EXERCISE DETAILS: Copy each line that contains the string "TemplateKind", taking them from the material.

RECORDS FOR THIS TASK:
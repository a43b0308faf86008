//! Model configuration
//!
//! A [`ModelConfig`] fixes every policy choice of a growth run. It is
//! validated once when the engine is built and never changes afterwards.

use crate::error::ConfigError;
use crate::network::SeedTopology;
use crate::score::ScoreKind;
use crate::select::SelectKind;
use crate::template::TemplateKind;
use crate::types::Evaluation;
use serde::{Deserialize, Serialize};
use sha2::{Digest, Sha256};
use std::path::Path;

/// Smallest seed any template accepts.
pub const MIN_INITIAL_SIZE: usize = 2;

#[derive(Debug, Clone, PartialEq, Serialize, Deserialize)]
#[serde(default, deny_unknown_fields)]
pub struct ModelConfig {
    /// Number of real nodes in the seed network
    pub initial_size: usize,
    /// Topology of the seed network
    pub seed: SeedTopology,
    /// Insertion template enumerating candidate positions
    pub template: TemplateKind,
    /// Scoring function for candidates and snapshots
    pub score: ScoreKind,
    /// Selection policy over candidate scores
    pub select: SelectKind,
    /// How candidate scores are computed on the overlay
    pub evaluation: Evaluation,
}

impl ModelConfig {
    #[inline]
    #[must_use]
    pub fn new() -> Self {
        Self::default()
    }

    #[inline]
    #[must_use]
    pub fn with_initial_size(mut self, size: usize) -> Self {
        self.initial_size = size;
        self
    }

    #[inline]
    #[must_use]
    pub fn with_seed(mut self, seed: SeedTopology) -> Self {
        self.seed = seed;
        self
    }

    #[inline]
    #[must_use]
    pub fn with_template(mut self, template: TemplateKind) -> Self {
        self.template = template;
        self
    }

    #[inline]
    #[must_use]
    pub fn with_score(mut self, score: ScoreKind) -> Self {
        self.score = score;
        self
    }

    #[inline]
    #[must_use]
    pub fn with_select(mut self, select: SelectKind) -> Self {
        self.select = select;
        self
    }

    #[inline]
    #[must_use]
    pub fn with_evaluation(mut self, evaluation: Evaluation) -> Self {
        self.evaluation = evaluation;
        self
    }

    pub fn validate(&self) -> Result<(), ConfigError> {
        let minimum = MIN_INITIAL_SIZE.max(self.template.min_seed_size());
        if self.initial_size < minimum {
            return Err(ConfigError::InitialSizeTooSmall {
                size: self.initial_size,
                minimum,
                template: self.template.name(),
            });
        }

        if let ScoreKind::Influence { damping } = self.score {
            if !(damping > 0.0 && damping <= 1.0) {
                return Err(ConfigError::InvalidDamping(damping));
            }
        }

        // Policy constructors hold the parameter rules.
        self.select.build().map(|_| ())
    }

    /// Parse and validate a TOML document. Missing keys take defaults.
    pub fn from_toml_str(source: &str) -> Result<Self, ConfigError> {
        let config: Self = toml::from_str(source).map_err(|e| ConfigError::Parse(e.to_string()))?;
        config.validate()?;
        Ok(config)
    }

    pub fn from_path(path: impl AsRef<Path>) -> Result<Self, ConfigError> {
        let source = std::fs::read_to_string(path)?;
        Self::from_toml_str(&source)
    }

    pub fn to_json(&self) -> Result<String, ConfigError> {
        serde_json::to_string(self).map_err(|e| ConfigError::Parse(e.to_string()))
    }

    /// Short provenance label, e.g. `i1o1_influence_softmax`.
    pub fn label(&self) -> String {
        format!(
            "{}_{}_{}",
            self.template.tag(),
            self.score.name(),
            self.select.name()
        )
    }

    /// Hex sha256 of the JSON form; equal configs share a digest.
    pub fn digest(&self) -> Result<String, ConfigError> {
        let json = self.to_json()?;
        Ok(hex::encode(Sha256::digest(json.as_bytes())))
    }
}

impl Default for ModelConfig {
    fn default() -> Self {
        Self {
            initial_size: 3,
            seed: SeedTopology::default(),
            template: TemplateKind::default(),
            score: ScoreKind::default(),
            select: SelectKind::default(),
            evaluation: Evaluation::default(),
        }
    }
}

#[cfg(test)]
mod tests {
    use super::*;

    #[test]
    fn default_is_valid() {
        let config = ModelConfig::default();
        assert!(config.validate().is_ok());
        assert_eq!(config.label(), "i1o1_influence_weighted");
    }

    #[test]
    fn seed_must_fit_template() {
        let err = ModelConfig::new()
            .with_template(TemplateKind::TwoInTwoOut)
            .with_initial_size(3)
            .validate()
            .unwrap_err();
        assert!(matches!(
            err,
            ConfigError::InitialSizeTooSmall { size: 3, minimum: 4, .. }
        ));
    }

    #[test]
    fn rejects_bad_parameters() {
        let bad_damping = ModelConfig::new().with_score(ScoreKind::Influence { damping: 0.0 });
        assert!(matches!(bad_damping.validate(), Err(ConfigError::InvalidDamping(_))));

        let bad_gamma = ModelConfig::new().with_select(SelectKind::Weighted { gamma: -2.0 });
        assert!(matches!(
            bad_gamma.validate(),
            Err(ConfigError::InvalidGamma { policy: "weighted", .. })
        ));
    }

    #[test]
    fn loads_partial_toml() {
        let config = ModelConfig::from_toml_str(
            r#"
            initial_size = 5
            template = "2in2out"
            evaluation = "global"

            [select]
            kind = "softmax"
            gamma = 3.0
            "#,
        )
        .unwrap();
        assert_eq!(config.initial_size, 5);
        assert_eq!(config.template, TemplateKind::TwoInTwoOut);
        assert_eq!(config.evaluation, Evaluation::Global);
        assert_eq!(config.select, SelectKind::Softmax { gamma: 3.0 });
        assert_eq!(config.score, ScoreKind::default());
    }

    #[test]
    fn rejects_unknown_keys() {
        assert!(matches!(
            ModelConfig::from_toml_str("size = 4"),
            Err(ConfigError::Parse(_))
        ));
    }

    #[test]
    fn digest_tracks_content() {
        let a = ModelConfig::new();
        let b = ModelConfig::new().with_select(SelectKind::Greedy);
        assert_eq!(a.digest().unwrap(), ModelConfig::new().digest().unwrap());
        assert_ne!(a.digest().unwrap(), b.digest().unwrap());
        assert_eq!(a.digest().unwrap().len(), 64);
    }
}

RESULT FOR THIS TASK:
use crate::template::TemplateKind;
    pub template: TemplateKind,
    pub fn with_template(mut self, template: TemplateKind) -> Self {
            template: TemplateKind::default(),
            .with_template(TemplateKind::TwoInTwoOut)
        assert_eq!(config.template, TemplateKind::TwoInTwoOut);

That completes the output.